Problem | An exact reprint of the whole listing is what the answer must contain.

The data |
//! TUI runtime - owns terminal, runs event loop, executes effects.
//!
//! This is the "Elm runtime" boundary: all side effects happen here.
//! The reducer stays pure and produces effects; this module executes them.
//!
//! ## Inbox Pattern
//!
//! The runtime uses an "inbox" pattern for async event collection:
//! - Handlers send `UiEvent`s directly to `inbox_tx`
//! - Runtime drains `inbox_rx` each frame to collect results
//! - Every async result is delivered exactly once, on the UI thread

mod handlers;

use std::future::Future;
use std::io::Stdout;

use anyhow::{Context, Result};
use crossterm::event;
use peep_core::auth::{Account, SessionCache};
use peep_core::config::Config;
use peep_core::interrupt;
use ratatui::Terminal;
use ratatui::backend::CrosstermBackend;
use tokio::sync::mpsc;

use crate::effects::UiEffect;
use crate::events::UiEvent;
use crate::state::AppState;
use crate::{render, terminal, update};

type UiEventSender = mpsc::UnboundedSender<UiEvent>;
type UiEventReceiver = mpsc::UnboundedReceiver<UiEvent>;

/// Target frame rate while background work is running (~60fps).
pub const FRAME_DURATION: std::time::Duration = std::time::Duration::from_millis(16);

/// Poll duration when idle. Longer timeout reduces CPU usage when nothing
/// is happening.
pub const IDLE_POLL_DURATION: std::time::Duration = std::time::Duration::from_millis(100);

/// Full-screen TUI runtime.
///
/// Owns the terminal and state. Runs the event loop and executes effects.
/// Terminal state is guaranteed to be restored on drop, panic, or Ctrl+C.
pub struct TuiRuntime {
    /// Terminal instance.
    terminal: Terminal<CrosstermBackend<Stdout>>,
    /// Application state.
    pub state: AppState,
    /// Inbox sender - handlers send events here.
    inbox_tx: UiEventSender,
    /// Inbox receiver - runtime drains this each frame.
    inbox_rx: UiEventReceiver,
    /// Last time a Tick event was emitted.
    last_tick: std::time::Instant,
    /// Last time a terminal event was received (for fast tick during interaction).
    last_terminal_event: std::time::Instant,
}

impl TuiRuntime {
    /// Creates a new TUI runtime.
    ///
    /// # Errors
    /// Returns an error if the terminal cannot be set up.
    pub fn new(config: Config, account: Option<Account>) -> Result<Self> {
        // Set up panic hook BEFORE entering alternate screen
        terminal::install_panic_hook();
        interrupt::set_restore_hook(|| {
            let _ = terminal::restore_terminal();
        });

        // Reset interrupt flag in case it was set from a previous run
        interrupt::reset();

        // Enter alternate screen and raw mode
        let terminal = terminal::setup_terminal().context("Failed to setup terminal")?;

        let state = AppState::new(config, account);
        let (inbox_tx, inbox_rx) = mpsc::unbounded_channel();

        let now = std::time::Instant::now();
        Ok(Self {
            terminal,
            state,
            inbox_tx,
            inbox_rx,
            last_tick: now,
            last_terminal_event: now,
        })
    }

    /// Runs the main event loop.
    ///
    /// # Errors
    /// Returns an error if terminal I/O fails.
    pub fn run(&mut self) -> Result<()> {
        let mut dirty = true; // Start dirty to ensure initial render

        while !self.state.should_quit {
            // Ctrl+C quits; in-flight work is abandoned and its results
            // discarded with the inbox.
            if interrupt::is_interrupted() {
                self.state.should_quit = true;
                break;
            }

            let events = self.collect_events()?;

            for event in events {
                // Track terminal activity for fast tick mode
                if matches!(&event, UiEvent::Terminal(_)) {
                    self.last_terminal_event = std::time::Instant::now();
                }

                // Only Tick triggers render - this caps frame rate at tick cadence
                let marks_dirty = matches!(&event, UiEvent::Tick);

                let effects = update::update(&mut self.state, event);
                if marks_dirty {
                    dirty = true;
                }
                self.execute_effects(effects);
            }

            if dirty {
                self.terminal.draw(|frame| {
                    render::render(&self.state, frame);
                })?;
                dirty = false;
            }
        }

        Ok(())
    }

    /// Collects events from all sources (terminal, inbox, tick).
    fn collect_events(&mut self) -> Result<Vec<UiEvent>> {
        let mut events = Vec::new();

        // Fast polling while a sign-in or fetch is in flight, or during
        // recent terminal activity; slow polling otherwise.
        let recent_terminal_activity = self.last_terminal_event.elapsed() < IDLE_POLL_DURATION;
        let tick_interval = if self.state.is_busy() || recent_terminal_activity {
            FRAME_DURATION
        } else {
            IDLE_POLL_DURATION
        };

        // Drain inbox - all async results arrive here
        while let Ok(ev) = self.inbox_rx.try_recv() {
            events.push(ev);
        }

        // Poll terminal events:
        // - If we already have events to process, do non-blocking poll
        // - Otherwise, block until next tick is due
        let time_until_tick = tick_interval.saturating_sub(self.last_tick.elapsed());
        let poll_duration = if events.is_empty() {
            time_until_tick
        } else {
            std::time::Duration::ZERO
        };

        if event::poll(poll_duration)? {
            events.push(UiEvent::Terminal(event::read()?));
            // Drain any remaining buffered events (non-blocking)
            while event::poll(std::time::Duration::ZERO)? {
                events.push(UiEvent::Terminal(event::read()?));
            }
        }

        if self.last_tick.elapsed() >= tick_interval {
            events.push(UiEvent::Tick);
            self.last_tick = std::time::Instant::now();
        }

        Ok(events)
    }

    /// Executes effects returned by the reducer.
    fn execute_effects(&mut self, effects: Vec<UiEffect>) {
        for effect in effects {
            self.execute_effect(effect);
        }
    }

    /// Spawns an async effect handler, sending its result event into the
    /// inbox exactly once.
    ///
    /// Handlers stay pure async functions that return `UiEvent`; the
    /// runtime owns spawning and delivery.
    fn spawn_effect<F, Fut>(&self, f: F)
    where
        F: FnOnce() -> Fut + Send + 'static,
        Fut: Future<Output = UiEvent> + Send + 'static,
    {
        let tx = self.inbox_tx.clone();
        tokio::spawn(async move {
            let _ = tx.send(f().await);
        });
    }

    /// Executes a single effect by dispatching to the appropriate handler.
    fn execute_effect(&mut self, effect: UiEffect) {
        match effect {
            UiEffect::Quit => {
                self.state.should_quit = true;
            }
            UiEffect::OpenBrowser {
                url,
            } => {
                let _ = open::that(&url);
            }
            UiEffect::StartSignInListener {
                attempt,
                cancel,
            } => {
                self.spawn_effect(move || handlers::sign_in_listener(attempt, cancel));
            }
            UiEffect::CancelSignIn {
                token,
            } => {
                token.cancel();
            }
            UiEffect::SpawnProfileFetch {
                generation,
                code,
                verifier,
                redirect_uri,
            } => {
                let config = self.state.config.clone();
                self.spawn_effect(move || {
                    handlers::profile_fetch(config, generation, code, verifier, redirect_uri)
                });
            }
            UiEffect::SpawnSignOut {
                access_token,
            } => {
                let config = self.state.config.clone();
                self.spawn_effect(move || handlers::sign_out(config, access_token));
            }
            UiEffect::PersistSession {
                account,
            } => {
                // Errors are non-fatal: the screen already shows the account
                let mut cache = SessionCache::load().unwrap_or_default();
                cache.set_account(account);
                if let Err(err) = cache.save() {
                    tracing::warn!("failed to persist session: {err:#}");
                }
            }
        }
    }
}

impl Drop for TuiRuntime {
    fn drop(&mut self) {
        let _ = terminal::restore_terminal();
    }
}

Worked solution |
//! TUI runtime - owns terminal, runs event loop, executes effects.
//!
//! This is the "Elm runtime" boundary: all side effects happen here.
//! The reducer stays pure and produces effects; this module executes them.
//!
//! ## Inbox Pattern
//!
//! The runtime uses an "inbox" pattern for async event collection:
//! - Handlers send `UiEvent`s directly to `inbox_tx`
//! - Runtime drains `inbox_rx` each frame to collect results
//! - Every async result is delivered exactly once, on the UI thread

mod handlers;

use std::future::Future;
use std::io::Stdout;

use anyhow::{Context, Result};
use crossterm::event;
use peep_core::auth::{Account, SessionCache};
use peep_core::config::Config;
use peep_core::interrupt;
use ratatui::Terminal;
use ratatui::backend::CrosstermBackend;
use tokio::sync::mpsc;

use crate::effects::UiEffect;
use crate::events::UiEvent;
use crate::state::AppState;
use crate::{render, terminal, update};

type UiEventSender = mpsc::UnboundedSender<UiEvent>;
type UiEventReceiver = mpsc::UnboundedReceiver<UiEvent>;

/// Target frame rate while background work is running (~60fps).
pub const FRAME_DURATION: std::time::Duration = std::time::Duration::from_millis(16);

/// Poll duration when idle. Longer timeout reduces CPU usage when nothing
/// is happening.
pub const IDLE_POLL_DURATION: std::time::Duration = std::time::Duration::from_millis(100);

/// Full-screen TUI runtime.
///
/// Owns the terminal and state. Runs the event loop and executes effects.
/// Terminal state is guaranteed to be restored on drop, panic, or Ctrl+C.
pub struct TuiRuntime {
    /// Terminal instance.
    terminal: Terminal<CrosstermBackend<Stdout>>,
    /// Application state.
    pub state: AppState,
    /// Inbox sender - handlers send events here.
    inbox_tx: UiEventSender,
    /// Inbox receiver - runtime drains this each frame.
    inbox_rx: UiEventReceiver,
    /// Last time a Tick event was emitted.
    last_tick: std::time::Instant,
    /// Last time a terminal event was received (for fast tick during interaction).
    last_terminal_event: std::time::Instant,
}

impl TuiRuntime {
    /// Creates a new TUI runtime.
    ///
    /// # Errors
    /// Returns an error if the terminal cannot be set up.
    pub fn new(config: Config, account: Option<Account>) -> Result<Self> {
        // Set up panic hook BEFORE entering alternate screen
        terminal::install_panic_hook();
        interrupt::set_restore_hook(|| {
            let _ = terminal::restore_terminal();
        });

        // Reset interrupt flag in case it was set from a previous run
        interrupt::reset();

        // Enter alternate screen and raw mode
        let terminal = terminal::setup_terminal().context("Failed to setup terminal")?;

        let state = AppState::new(config, account);
        let (inbox_tx, inbox_rx) = mpsc::unbounded_channel();

        let now = std::time::Instant::now();
        Ok(Self {
            terminal,
            state,
            inbox_tx,
            inbox_rx,
            last_tick: now,
            last_terminal_event: now,
        })
    }

    /// Runs the main event loop.
    ///
    /// # Errors
    /// Returns an error if terminal I/O fails.
    pub fn run(&mut self) -> Result<()> {
        let mut dirty = true; // Start dirty to ensure initial render

        while !self.state.should_quit {
            // Ctrl+C quits; in-flight work is abandoned and its results
            // discarded with the inbox.
            if interrupt::is_interrupted() {
                self.state.should_quit = true;
                break;
            }

            let events = self.collect_events()?;

            for event in events {
                // Track terminal activity for fast tick mode
                if matches!(&event, UiEvent::Terminal(_)) {
                    self.last_terminal_event = std::time::Instant::now();
                }

                // Only Tick triggers render - this caps frame rate at tick cadence
                let marks_dirty = matches!(&event, UiEvent::Tick);

                let effects = update::update(&mut self.state, event);
                if marks_dirty {
                    dirty = true;
                }
                self.execute_effects(effects);
            }

            if dirty {
                self.terminal.draw(|frame| {
                    render::render(&self.state, frame);
                })?;
                dirty = false;
            }
        }

        Ok(())
    }

    /// Collects events from all sources (terminal, inbox, tick).
    fn collect_events(&mut self) -> Result<Vec<UiEvent>> {
        let mut events = Vec::new();

        // Fast polling while a sign-in or fetch is in flight, or during
        // recent terminal activity; slow polling otherwise.
        let recent_terminal_activity = self.last_terminal_event.elapsed() < IDLE_POLL_DURATION;
        let tick_interval = if self.state.is_busy() || recent_terminal_activity {
            FRAME_DURATION
        } else {
            IDLE_POLL_DURATION
        };

        // Drain inbox - all async results arrive here
        while let Ok(ev) = self.inbox_rx.try_recv() {
            events.push(ev);
        }

        // Poll terminal events:
        // - If we already have events to process, do non-blocking poll
        // - Otherwise, block until next tick is due
        let time_until_tick = tick_interval.saturating_sub(self.last_tick.elapsed());
        let poll_duration = if events.is_empty() {
            time_until_tick
        } else {
            std::time::Duration::ZERO
        };

        if event::poll(poll_duration)? {
            events.push(UiEvent::Terminal(event::read()?));
            // Drain any remaining buffered events (non-blocking)
            while event::poll(std::time::Duration::ZERO)? {
                events.push(UiEvent::Terminal(event::read()?));
            }
        }

        if self.last_tick.elapsed() >= tick_interval {
            events.push(UiEvent::Tick);
            self.last_tick = std::time::Instant::now();
        }

        Ok(events)
    }

    /// Executes effects returned by the reducer.
    fn execute_effects(&mut self, effects: Vec<UiEffect>) {
        for effect in effects {
            self.execute_effect(effect);
        }
    }

    /// Spawns an async effect handler, sending its result event into the
    /// inbox exactly once.
    ///
    /// Handlers stay pure async functions that return `UiEvent`; the
    /// runtime owns spawning and delivery.
    fn spawn_effect<F, Fut>(&self, f: F)
    where
        F: FnOnce() -> Fut + Send + 'static,
        Fut: Future<Output = UiEvent> + Send + 'static,
    {
        let tx = self.inbox_tx.clone();
        tokio::spawn(async move {
            let _ = tx.send(f().await);
        });
    }

    /// Executes a single effect by dispatching to the appropriate handler.
    fn execute_effect(&mut self, effect: UiEffect) {
        match effect {
            UiEffect::Quit => {
                self.state.should_quit = true;
            }
            UiEffect::OpenBrowser {
                url,
            } => {
                let _ = open::that(&url);
            }
            UiEffect::StartSignInListener {
                attempt,
                cancel,
            } => {
                self.spawn_effect(move || handlers::sign_in_listener(attempt, cancel));
            }
            UiEffect::CancelSignIn {
                token,
            } => {
                token.cancel();
            }
            UiEffect::SpawnProfileFetch {
                generation,
                code,
                verifier,
                redirect_uri,
            } => {
                let config = self.state.config.clone();
                self.spawn_effect(move || {
                    handlers::profile_fetch(config, generation, code, verifier, redirect_uri)
                });
            }
            UiEffect::SpawnSignOut {
                access_token,
            } => {
                let config = self.state.config.clone();
                self.spawn_effect(move || handlers::sign_out(config, access_token));
            }
            UiEffect::PersistSession {
                account,
            } => {
                // Errors are non-fatal: the screen already shows the account
                let mut cache = SessionCache::load().unwrap_or_default();
                cache.set_account(account);
                if let Err(err) = cache.save() {
                    tracing::warn!("failed to persist session: {err:#}");
                }
            }
        }
    }
}

impl Drop for TuiRuntime {
    fn drop(&mut self) {
        let _ = terminal::restore_terminal();
    }
}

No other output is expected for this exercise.